Judging from the calls and emails I get, I'd say that New York contractors are buying a lot of Commercial General Liability Insurance policies that don't provide a whole lot of insurance. Excess and surplus lines carriers, and even some admitted carriers, are more frequently attaching endorsements that remove all coverage for a particular loss if the insured failed to meet specified conditions of coverage. And here's the not-so-secret news: These endorsements work.
Exhibit A: A New York appellate court last fall upheld a carrier's denial of coverage based on the insured's failure to comply with policy conditions. The carrier's endorsement listed a number of conditions relating to the use of subcontractors, including:
- The insured had to obtain certificates of insurance showing liability limits equal to or greater than the insured's from all subs prior to the commencement of work
- The insured had to verify prior to the commencement of work that the sub's policies had not been cancelled
- The insured had to obtain hold harmless agreements from all subs
- The insured had to verify that all subs' CGL policies named the insured as an additional insured
- The insured had to give notice of claim to all potential insurers as soon as practicable
Faiulre to comply with these conditions entitled the carrier to void the policy with regard to a particular claim.
A construction worker fell off a ladder and was injured. He sued the general contractor, who in turn submitted a claim to its CGL carrier. The carrier denied coverage on the grounds that the GC failed to comply with the conditions in the endorsement.

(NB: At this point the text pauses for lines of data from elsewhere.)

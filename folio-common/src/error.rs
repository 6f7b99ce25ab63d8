//! Common error types for Folio

use thiserror::Error;

/// Common result type for Folio operations
pub type Result<T> = std::result::Result<T, Error>;

/// How a failed message should be handled by the listener.
///
/// Permanent failures go to the dead-letter exchange with full context;
/// temporary failures are retried with bounded exponential backoff.
#[derive(Debug, Clone, Copy, PartialEq, Eq)]
pub enum Disposition {
    Permanent,
    Temporary,
}

/// Error types shared across the Folio pipeline
#[derive(Error, Debug)]
pub enum Error {
    #[error("malformed JSON payload: {0}")]
    MalformedJson(#[from] serde_json::Error),

    #[error("document has no top-level source")]
    MissingSource,

    #[error("document has no $schema identifier")]
    MissingSchema,

    #[error("document has no usable classification")]
    MissingClassification,

    #[error("source stamp is missing or not an object")]
    MissingSourceFields,

    #[error("classified array element carries no classification")]
    BadClassification,

    #[error("merge across mismatched documents: {0}")]
    Incoherent(String),

    #[error("merge over an empty document set")]
    EmptyMerge,

    #[error("no history documents for entity immediately after store")]
    EmptyHistory,

    #[error("payload schema '{got}' does not match expected '{expected}'")]
    SchemaMismatch { expected: String, got: String },

    #[error("unroutable content type: {0}")]
    UnknownContentType(String),

    #[error("store operation timed out: {0}")]
    StoreTimeout(&'static str),

    #[error("optimistic version conflict on {0}")]
    StoreConflict(&'static str),

    #[error("database error: {0}")]
    Database(#[from] sqlx::Error),

    #[error("search index error: {0}")]
    Index(String),

    #[error("IO error: {0}")]
    Io(#[from] std::io::Error),

    #[error("configuration error: {0}")]
    Config(String),
}

impl Error {
    /// Disposition of this error at the bus boundary.
    pub fn disposition(&self) -> Disposition {
        match self {
            Error::MalformedJson(_)
            | Error::MissingSource
            | Error::MissingSchema
            | Error::MissingClassification
            | Error::MissingSourceFields
            | Error::BadClassification
            | Error::Incoherent(_)
            | Error::EmptyMerge
            | Error::EmptyHistory
            | Error::SchemaMismatch { .. }
            | Error::UnknownContentType(_)
            | Error::Config(_) => Disposition::Permanent,

            Error::StoreTimeout(_)
            | Error::StoreConflict(_)
            | Error::Database(_)
            | Error::Index(_)
            | Error::Io(_) => Disposition::Temporary,
        }
    }
}

#[cfg(test)]
mod tests {
    use super::*;

    #[test]
    fn parse_failures_are_permanent() {
        let err = Error::MalformedJson(serde_json::from_str::<serde_json::Value>("{").unwrap_err());
        assert_eq!(err.disposition(), Disposition::Permanent);
        assert_eq!(Error::MissingSource.disposition(), Disposition::Permanent);
        assert_eq!(Error::EmptyMerge.disposition(), Disposition::Permanent);
    }

    #[test]
    fn io_failures_are_temporary() {
        assert_eq!(
            Error::StoreTimeout("history lookup").disposition(),
            Disposition::Temporary
        );
        assert_eq!(
            Error::StoreConflict("current replace").disposition(),
            Disposition::Temporary
        );
        assert_eq!(
            Error::Index("connection refused".into()).disposition(),
            Disposition::Temporary
        );
    }
}
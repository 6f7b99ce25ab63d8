//! Ingest orchestration
//!
//! Runs one message through the full pipeline: parse, enrich, annotate,
//! key extraction, history normalization and store, merge, current
//! normalization and store, index notification. All steps are strictly
//! ordered; only the final index push is fire-and-forget.

use chrono::Utc;
use folio_common::config::Config;
use folio_common::events::{EventBus, FolioEvent};
use folio_common::{Error, Result};
use serde_json::Value;
use std::sync::Arc;
use tracing::{debug, error, info, warn};
use uuid::Uuid;

use crate::engine::annotate::annotate;
use crate::engine::enrich::attach_contributor_ids;
use crate::engine::keys::{extract, single_source_stamp, DocumentKeys};
use crate::engine::merge::merge_set;
use crate::index::IndexBridge;
use crate::store::{CurrentStore, HistoryStore, StoredDocument};

/// Result of one successful pipeline run.
#[derive(Debug, Clone)]
pub struct IngestOutcome {
    pub entity_id: Uuid,
    pub schema: String,
    /// True when an earlier document from the same origin was replaced.
    pub replaced: bool,
}

pub struct Ingestor {
    history: HistoryStore,
    current: CurrentStore,
    bridge: Arc<IndexBridge>,
    events: EventBus,
    config: Arc<Config>,
}

impl Ingestor {
    pub fn new(
        history: HistoryStore,
        current: CurrentStore,
        bridge: Arc<IndexBridge>,
        events: EventBus,
        config: Arc<Config>,
    ) -> Self {
        Self {
            history,
            current,
            bridge,
            events,
            config,
        }
    }

    /// Process one message body. Every error before the index push fails
    /// the message; its disposition decides retry versus dead-letter.
    pub async fn ingest(&self, expected_schema: &str, payload: &[u8]) -> Result<IngestOutcome> {
        let mut raw: Value = serde_json::from_slice(payload)?;
        attach_contributor_ids(&mut raw);

        let annotated = annotate(raw)?;
        let keys = extract(&annotated, &self.config.source.volatile_fields)?;
        if keys.schema != expected_schema {
            return Err(Error::SchemaMismatch {
                expected: expected_schema.to_string(),
                got: keys.schema,
            });
        }

        let replaced = self.store_history(&keys, &annotated).await?;

        let history = self.history.fetch_by_entity(&keys).await?;
        if history.is_empty() {
            return Err(Error::EmptyHistory);
        }
        let contributing = history.len();
        let merged = merge_set(history)?;

        self.store_current(&keys, &merged).await?;

        info!(
            entity_id = %keys.entity_id,
            schema = %keys.schema,
            contributing,
            replaced,
            "document ingested"
        );

        self.notify(&keys, &annotated, merged);

        Ok(IngestOutcome {
            entity_id: keys.entity_id,
            schema: keys.schema,
            replaced,
        })
    }

    /// Normalize and write the per-source document: replace the existing
    /// record for this history key when there is one, and delete any
    /// duplicates beyond it.
    async fn store_history(&self, keys: &DocumentKeys, annotated: &Value) -> Result<bool> {
        let matches = self.history.lookup_by_history_key(&keys.history_key).await?;
        if matches.len() > 1 {
            let extra = duplicate_ids(&matches);
            warn!(
                store = "history",
                duplicates = extra.len(),
                "duplicate records for one history key, repairing"
            );
            self.history.delete_many(&extra).await?;
        }

        let replace = matches.first();
        self.history.store(keys, annotated, replace).await?;
        Ok(replace.is_some())
    }

    /// Normalize and write the merged document, mirroring the history
    /// normalization for the current key.
    async fn store_current(&self, keys: &DocumentKeys, merged: &Value) -> Result<()> {
        let matches = self.current.lookup_by_current_key(&keys.current_key).await?;
        if matches.len() > 1 {
            let extra = duplicate_ids(&matches);
            warn!(
                store = "current",
                duplicates = extra.len(),
                "duplicate records for one current key, repairing"
            );
            self.current.delete_many(&extra).await?;
        }

        self.current.store(keys, merged, matches.first()).await?;
        Ok(())
    }

    /// Fire-and-forget index push and downstream notification. Failures
    /// here are logged and reported on the event bus, never propagated.
    fn notify(&self, keys: &DocumentKeys, annotated: &Value, merged: Value) {
        let system = single_source_stamp(annotated)
            .ok()
            .and_then(|stamp| stamp.get("system").and_then(Value::as_str).map(str::to_string));

        self.events
            .emit(FolioEvent::DocumentIngested {
                entity_id: keys.entity_id,
                schema: keys.schema.clone(),
                system,
                timestamp: Utc::now(),
            })
            .ok();

        let bridge = self.bridge.clone();
        let events = self.events.clone();
        let entity_id = keys.entity_id;
        let schema = keys.schema.clone();
        tokio::spawn(async move {
            if let Err(err) = bridge.push_current(entity_id, &merged).await {
                error!(entity_id = %entity_id, error = %err, "index push failed");
                events
                    .emit(FolioEvent::IndexPushFailed {
                        entity_id,
                        schema,
                        reason: err.to_string(),
                        timestamp: Utc::now(),
                    })
                    .ok();
            } else {
                debug!(entity_id = %entity_id, "index push completed");
            }
        });
    }
}

/// Everything past the first match is a duplicate to delete.
fn duplicate_ids(matches: &[StoredDocument]) -> Vec<Uuid> {
    matches[1..].iter().map(|m| m.id).collect()
}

The GC sued and won in trial court, but the appellate court reversed the verdict. "(T)he conditions to coverage outlined in endorsement 102A are clear and unambiguous," the court said. "Each of the requirements in endorsement 102A is an express condition precedent to coverage, and the failure to comply with any one of them is a sufficient basis to disclaim coverage."
These endorsements are out there, being sold to contractors who are desperate for liability insurance and who can't get standard coverage. The people who work for carriers are not stupid. They can understand the implications of the seven-figure liability settlements resulting from violations of New York's scaffolding law as well as anyone, and they are acting accordingly. One way not to pay seven-figure settlements is to attach endorsements like this one. In this case, the carrier got the result it wanted.
The court's decision doesn't identify the GC's insurance broker, but I think it's highly probable that the broker is now having regular contact with the GC's lawyer. Hopefully, the broker has good documentation to help defend against the inevitable lawsuit. Regardless, who needs this? Be very afraid of these endorsements, folks.